The United States is currently experiencing a Grand Strategy Crisis — and the most powerful nation in the world since the Roman Empire better get it right.

Such a crisis typically comes along once a generation, when the nation drops its old grand strategy and selects a new one.

Unfortunately, this significant change, which has happened three times in U.S. history and will likely occur again in the next two decades, is hardly noticed by the large majority of the people.

It affects them in many ways, but most people don’t know about it until it’s too late to change.

For those who lead a nation, the grand strategy is more than a set of guidelines or even a list of goals or objectives.

The grand strategy is a vision of where a nation wants to go, of what it seeks to accomplish in the world — a vision shared by its decision-making elite.

A grand strategy is the guiding principle for foreign policy and nearly all international relations for a nation.

“How” to achieve the grand strategy is a subject of ongoing debate among the elites in any free nation, but “what” the strategy should be is only considered on those rare occasions when a nation decides to drastically shift gears.

In such times, big changes occur. In the United States we have shifted grand strategies three times:

  1. between 1776 and 1796, from the Revolutionary War through the ratification of the Constitution;
  2. between 1856 and 1876, from the rise of Lincoln through the Civil War and into Reconstruction;
  3. and again from 1929 to 1949 during the Great Depression and World War II.

Past Grand Strategies

In each case, once a grand strategy was adopted, national leaders pursued it until world events required significant changes.

The American Founding generation rejected the Royalist grand strategy of increasing the power, wealth and empire of the Crown, and instead adopted a grand strategy of Constitutionalism, also known as Republicanism or Manifest Destiny.

This grand strategy held two major themes: First, the founders expected the United States to expand naturally and spread the new American system of free, limited, representative government from the Atlantic states all the way to the Pacific Ocean.

Secondly, through example, they wanted the nations of the world to see the success of this free model and embrace it.

This grand strategy was not always implemented perfectly, but it guided American policy.

After the Civil War, U.S. leaders adopted a strategy of Nationalism: the focus shifted to increasing American national strength and status in the world.

Teddy Roosevelt, Woodrow Wilson and Franklin Delano Roosevelt were among those who helped pursue this strategic vision.

“America must take its place as a leader of nations,” became the sometimes spoken but always central focus of the U.S. policy elite.

At the end of two devastating world wars and a bleak depression, U.S. decision makers again adopted a new grand strategy — Internationalism.

The focus of this grand strategy was simple: use international organizations, treaties, international diplomacy, conferences and cooperative arrangements to make the world safe for democracy and capitalism.

The idea was to contain communism, keep it from spreading, and simultaneously support the spread of democracy and capitalism as far and wide as possible.

Hopefully, if the strategy worked, communism would not only stop growing but its support around the world would begin to diminish, to be replaced by democratic-capitalism.

In short, the foreign policy history of the United States might be summed up as Constitutionalism, then Nationalism, and finally Internationalism.

Internationalism became woefully outdated in the early 1990s — and the world found out just how outdated on September 11, 2001.

Proposed Grand Strategies

Amazingly, however, few have engaged the current vital discussion about America’s new 21st Century grand strategy.

This is partly because the grand strategy is considered and chosen by the intelligentsia — the average American doesn’t even know what the phrase means.

Another reason the grand strategy is little discussed now is that the electronic media has made any controversial policy a point of major political, partisan and societal conflict.

Few politicians today want to engage the firestorm of announcing a new grand American direction.
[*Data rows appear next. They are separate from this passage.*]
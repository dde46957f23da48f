// Model-based tests kept inside the crate so they can reach the internal
// invariant checkers.
//
// Random operation sequences are applied in lockstep to the fixed-capacity
// containers and to two models: a std HashMap for contents and a Vec for
// insertion order. After every operation the containers must agree with the
// models and every structural invariant (Robin Hood ordering, bucket/slot
// cross-references, link symmetry, free/occupied partition) must hold.

use proptest::prelude::*;
use std::collections::HashMap as ModelMap;

use crate::bucket_count;
use crate::CapacityError;
use crate::HashMap;
use crate::HashSet;

const CAP: usize = 24;
const BUCKETS: usize = bucket_count(CAP);

type FixedHasher = foldhash::fast::FixedState;
type Map = HashMap<u8, i32, CAP, BUCKETS, FixedHasher>;
type Set = HashSet<u8, CAP, BUCKETS, FixedHasher>;

// Keys are drawn from a small pool so sequences revisit keys often enough to
// exercise duplicate inserts, removals of present keys, and capacity limits.
#[derive(Clone, Debug)]
enum Op {
    Insert(u8, i32),
    Remove(u8),
    Get(u8),
    Iterate,
    Clear,
}

fn arb_ops() -> impl Strategy<Value = Vec<Op>> {
    let op = prop_oneof![
        8 => (0u8..40, any::<i32>()).prop_map(|(k, v)| Op::Insert(k, v)),
        4 => (0u8..40).prop_map(Op::Remove),
        3 => (0u8..40).prop_map(Op::Get),
        2 => Just(Op::Iterate),
        1 => Just(Op::Clear),
    ];
    proptest::collection::vec(op, 1..120)
}

struct Model {
    values: ModelMap<u8, i32>,
    order: Vec<u8>,
}

impl Model {
    fn new() -> Self {
        Model {
            values: ModelMap::new(),
            order: Vec::new(),
        }
    }

    fn insert(&mut self, key: u8, value: i32) -> Option<i32> {
        let old = self.values.insert(key, value);
        if old.is_none() {
            self.order.push(key);
        }
        old
    }

    fn remove(&mut self, key: u8) -> Option<i32> {
        let old = self.values.remove(&key);
        if old.is_some() {
            self.order.retain(|k| *k != key);
        }
        old
    }

    fn clear(&mut self) {
        self.values.clear();
        self.order.clear();
    }

    fn entries(&self) -> Vec<(u8, i32)> {
        self.order.iter().map(|k| (*k, self.values[k])).collect()
    }
}

fn assert_agrees(map: &Map, model: &Model) {
    map.check_invariants();
    assert_eq!(map.len(), model.order.len());
    assert_eq!(map.is_empty(), model.order.is_empty());

    let entries: Vec<(u8, i32)> = map.iter().map(|(k, v)| (*k, *v)).collect();
    assert_eq!(entries, model.entries(), "iteration order diverged");

    let reversed: Vec<(u8, i32)> = map.iter().rev().map(|(k, v)| (*k, *v)).collect();
    let mut expected = model.entries();
    expected.reverse();
    assert_eq!(reversed, expected, "reverse iteration diverged");

    assert_eq!(
        map.front().map(|(k, v)| (*k, *v)),
        model.entries().first().copied()
    );
    assert_eq!(
        map.back().map(|(k, v)| (*k, *v)),
        model.entries().last().copied()
    );
}

proptest! {
    #![proptest_config(ProptestConfig { cases: 64, .. ProptestConfig::default() })]

    #[test]
    fn map_matches_model(seed in any::<u64>(), ops in arb_ops()) {
        let mut map = Map::with_hasher(FixedHasher::with_seed(seed));
        let mut model = Model::new();

        for op in ops {
            match op {
                Op::Insert(k, v) => {
                    let expect_new = !model.values.contains_key(&k);
                    match map.try_insert(k, v) {
                        Ok(old) => {
                            prop_assert_eq!(old.is_none(), expect_new);
                            prop_assert_eq!(old, model.insert(k, v));
                        }
                        Err(CapacityError((rk, rv))) => {
                            prop_assert!(expect_new, "only new keys can be rejected");
                            prop_assert_eq!(model.order.len(), CAP, "rejected below capacity");
                            prop_assert_eq!((rk, rv), (k, v), "rejected pair mangled");
                        }
                    }
                }
                Op::Remove(k) => {
                    prop_assert_eq!(map.remove(&k), model.remove(k));
                }
                Op::Get(k) => {
                    prop_assert_eq!(map.get(&k), model.values.get(&k));
                    prop_assert_eq!(map.contains_key(&k), model.values.contains_key(&k));
                }
                Op::Iterate => {
                    // Covered by assert_agrees below; this arm just makes
                    // iteration appear mid-sequence in shrunk failures.
                }
                Op::Clear => {
                    map.clear();
                    model.clear();
                }
            }
            assert_agrees(&map, &model);
        }
    }

    #[test]
    fn set_matches_model(seed in any::<u64>(), ops in arb_ops()) {
        let mut set = Set::with_hasher(FixedHasher::with_seed(seed));
        let mut order: Vec<u8> = Vec::new();

        for op in ops {
            match op {
                Op::Insert(k, _) => {
                    let expect_new = !order.contains(&k);
                    match set.try_insert(k) {
                        Ok(inserted) => {
                            prop_assert_eq!(inserted, expect_new);
                            if inserted {
                                order.push(k);
                            }
                        }
                        Err(CapacityError(rk)) => {
                            prop_assert!(expect_new);
                            prop_assert_eq!(order.len(), CAP);
                            prop_assert_eq!(rk, k);
                        }
                    }
                }
                Op::Remove(k) => {
                    let expect = order.contains(&k);
                    prop_assert_eq!(set.remove(&k), expect);
                    order.retain(|x| *x != k);
                }
                Op::Get(k) => {
                    prop_assert_eq!(set.contains(&k), order.contains(&k));
                }
                Op::Iterate => {}
                Op::Clear => {
                    set.clear();
                    order.clear();
                }
            }

            set.check_invariants();
            let elements: Vec<u8> = set.iter().copied().collect();
            prop_assert_eq!(&elements, &order, "set iteration order diverged");
        }
    }

    #[test]
    fn drain_equals_iteration_order(seed in any::<u64>(), keys in proptest::collection::vec(0u8..40, 0..24)) {
        let mut map = Map::with_hasher(FixedHasher::with_seed(seed));
        let mut model = Model::new();

        for (i, k) in keys.into_iter().enumerate() {
            if map.try_insert(k, i as i32).is_ok() {
                model.insert(k, i as i32);
            }
        }

        let expected = model.entries();
        let drained: Vec<(u8, i32)> = map.drain().collect();
        prop_assert_eq!(drained, expected);
        prop_assert!(map.is_empty());
        map.check_invariants();
    }
}
#![warn(missing_docs)]
#![doc = include_str!("../README.md")]
#![cfg_attr(not(test), no_std)]

use core::fmt;

/// A fixed-capacity hash map built on the Robin Hood HashTable.
///
/// This module provides a `HashMap` that wraps the `HashTable` and provides
/// a standard key-value map interface with configurable hashers and
/// insertion-order iteration.
pub mod hash_map;

pub mod hash_table;

/// A fixed-capacity hash set built on the Robin Hood HashTable.
///
/// This module provides a `HashSet` that wraps the `HashMap` with an empty
/// value type, so a slot stores only the element.
pub mod hash_set;

pub mod slot_list;

#[cfg(test)]
mod proptests;

pub use hash_map::Entry;
pub use hash_map::HashMap;
pub use hash_set::HashSet;
pub use hash_table::HashTable;
pub use hash_table::Probe;
pub use slot_list::SlotIndex;
pub use slot_list::SlotList;

/// Default hasher builder used by [`HashMap`] and [`HashSet`].
///
/// Fast, high-quality, and usable without `std`. Any other
/// [`BuildHasher`](core::hash::BuildHasher) can be plugged in through the `S`
/// type parameter, as long as it diffuses bits across the full 64-bit range:
/// the low 8 bits become the bucket fingerprint and the remaining bits select
/// the bucket.
pub type DefaultHashBuilder = foldhash::fast::RandomState;

/// Recommended bucket count for a container of `capacity` entries.
///
/// Oversizes the bucket array by 30% to keep probe chains short. Usable in
/// const-generic position:
///
/// ```rust
/// use robin_fixed::{bucket_count, HashMap};
///
/// let map: HashMap<u32, u32, 10, { bucket_count(10) }> = HashMap::new();
/// assert_eq!(map.capacity(), 10);
/// ```
pub const fn bucket_count(capacity: usize) -> usize {
    capacity * 13 / 10
}

/// Error returned by the `try_insert` family when the container is full.
///
/// Carries the rejected element so the caller regains ownership.
#[derive(Debug, Clone, Copy, PartialEq, Eq)]
pub struct CapacityError<T>(pub T);

impl<T> fmt::Display for CapacityError<T> {
    fn fmt(&self, f: &mut fmt::Formatter<'_>) -> fmt::Result {
        f.write_str("fixed-capacity container is full")
    }
}

impl<T: fmt::Debug> core::error::Error for CapacityError<T> {}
Still, more of us need to be involved in the conversations that are occurring.

At least five proposals, some explicit and others more informal, have been made which purport to be new grand strategy proposals, but three of them are more tactical than strategic.

First, though it was informally introduced as a strategy, George Bush may have been outlining a grand strategy change in his “Axis of Evil” speech.
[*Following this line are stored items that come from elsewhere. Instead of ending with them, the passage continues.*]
use garde::Validate;
use serde::{Deserialize, Serialize};
use uuid::Uuid;

/// Face swap request: the face in `source_image_base64` is placed onto the
/// first face found in `target_image_base64`.
#[derive(Debug, Clone, Serialize, Deserialize, Validate)]
pub struct FaceSwapRequest {
    #[garde(length(min = 1))]
    pub source_image_base64: String,

    #[garde(length(min = 1))]
    pub target_image_base64: String,

    #[serde(default, skip_serializing_if = "Option::is_none")]
    #[garde(custom(callback_url_scheme))]
    pub callback_url: Option<String>,
}

/// Attributes describing a personality-test outcome, turned into an image
/// generation prompt.
#[derive(Debug, Clone, Serialize, Deserialize, Validate)]
pub struct TestAttributes {
    #[serde(default = "default_image_place")]
    #[garde(length(max = 500))]
    pub image_place: String,

    #[serde(default = "default_image_style")]
    #[garde(length(max = 500))]
    pub image_style: String,

    #[garde(length(min = 1, max = 2000))]
    pub test_sonucu: String,

    #[serde(rename = "test_adı")]
    #[garde(length(min = 1, max = 500))]
    pub test_adi: String,

    #[garde(length(min = 1, max = 2000))]
    pub test_aciklamasi: String,

    #[garde(length(min = 1, max = 50))]
    pub gender: String,

    #[garde(range(min = 0, max = 150))]
    pub age: u32,
}

fn default_image_place() -> String {
    "The place must be relevant to the test".to_string()
}

fn default_image_style() -> String {
    "The theme must be relevant to the test".to_string()
}

/// Generate-then-swap request: an image is generated from the test attributes
/// and the face in `source_face_image_base64` is swapped into it.
#[derive(Debug, Clone, Serialize, Deserialize, Validate)]
pub struct TestImageRequest {
    #[serde(flatten)]
    #[garde(dive)]
    pub attributes: TestAttributes,

    #[garde(length(min = 1))]
    pub source_face_image_base64: String,

    #[serde(default, skip_serializing_if = "Option::is_none")]
    #[garde(custom(callback_url_scheme))]
    pub callback_url: Option<String>,
}

fn callback_url_scheme(value: &Option<String>, _ctx: &()) -> garde::Result {
    let Some(raw) = value else {
        return Ok(());
    };
    let url = reqwest::Url::parse(raw)
        .map_err(|e| garde::Error::new(format!("invalid callback url: {e}")))?;
    match url.scheme() {
        "http" | "https" => Ok(()),
        other => Err(garde::Error::new(format!(
            "callback url must use http or https, got `{other}`"
        ))),
    }
}

/// Immediate acknowledgement of an accepted job.
#[derive(Debug, Serialize, Deserialize)]
pub struct SubmitResponse {
    pub message: String,
    pub request_id: Uuid,
}

/// Response of the synchronous face swap endpoint.
#[derive(Debug, Serialize, Deserialize)]
pub struct DirectSwapResponse {
    pub status: String,
    #[serde(default, skip_serializing_if = "Option::is_none")]
    pub swapped_image_base64: Option<String>,
    #[serde(default, skip_serializing_if = "Option::is_none")]
    pub error: Option<String>,
    pub message: String,
}

#[cfg(test)]
mod tests {
    use super::*;
    use serde_json::json;

    #[test]
    fn test_image_request_reads_turkish_field_names_and_defaults() {
        let req: TestImageRequest = serde_json::from_value(json!({
            "test_sonucu": "Very tidy",
            "test_adı": "How tidy are you",
            "test_aciklamasi": "Measures tidiness",
            "gender": "Male",
            "age": 25,
            "source_face_image_base64": "aGVsbG8="
        }))
        .unwrap();

        assert_eq!(req.attributes.test_adi, "How tidy are you");
        assert_eq!(req.attributes.image_place, "The place must be relevant to the test");
        assert_eq!(req.attributes.image_style, "The theme must be relevant to the test");
        assert!(req.callback_url.is_none());
        assert!(req.validate().is_ok());
    }

    #[test]
    fn callback_url_must_be_http() {
        let mut req = FaceSwapRequest {
            source_image_base64: "a".into(),
            target_image_base64: "b".into(),
            callback_url: Some("ftp://example.com/hook".into()),
        };
        assert!(req.validate().is_err());

        req.callback_url = Some("not a url".into());
        assert!(req.validate().is_err());

        req.callback_url = Some("https://example.com/hook".into());
        assert!(req.validate().is_ok());
    }

    #[test]
    fn empty_images_are_rejected() {
        let req = FaceSwapRequest {
            source_image_base64: String::new(),
            target_image_base64: "b".into(),
            callback_url: None,
        };
        assert!(req.validate().is_err());
    }
}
Certainly the full eradication of terror is a change in tactics, but to what end? What is the goal of the ongoing war on terror?

If it is to make the world safe for democracy and the spread of capitalism, it is a new tactic for the old strategy of Internationalism.

Besides, to truly end terrorism would require using U.S. might to restructure and redirect the leading terrorist-funding and supporting states in the world, including possibly Saudi Arabia and nuclear powers China and Russia.

Nothing in the “Axis of Evil” speech or since seems to advocate such a strategy. Just beating up on the smallest terrorist states, as much as they may deserve it, leaves terrorism healthy and growing.

Unless the Axis of Evil includes China, Saudi Arabia, former states of the USSR Turkmenistan and Uzbekistan, and over 20 other nations, a few attacks on weak opponents hardly amounts to a moving, visionary national grand strategy.

And in any case, the Obama Administration has shown little inclination to continue this overarching policy.

A second proposal was outlined by Ambassador Mark Palmer in his book Breaking the Real Axis of Evil (affiliate link). Ambassador Palmer goes well beyond the Bush Administration and suggests that America adopt as its national purpose the ousting of all dictators in the world by 2025.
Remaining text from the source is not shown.